What is required:
Search the data below for "SettleScroller"; list each line that holds it.

***** Provided data

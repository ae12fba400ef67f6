//! Settle animation for collapsible panels.
//!
//! The animation is driven by the host: it calls
//! [`SettleScroller::compute_offset`] with its frame time on every redraw and
//! reads back the current offset. Nothing here owns a timer or a thread.

pub mod scroller;

pub use scroller::{viscous_fluid, SettleScroller, DEFAULT_SETTLE_DURATION_MS};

**********

Written reply:
//! [`SettleScroller::compute_offset`] with its frame time on every redraw and
pub use scroller::{viscous_fluid, SettleScroller, DEFAULT_SETTLE_DURATION_MS};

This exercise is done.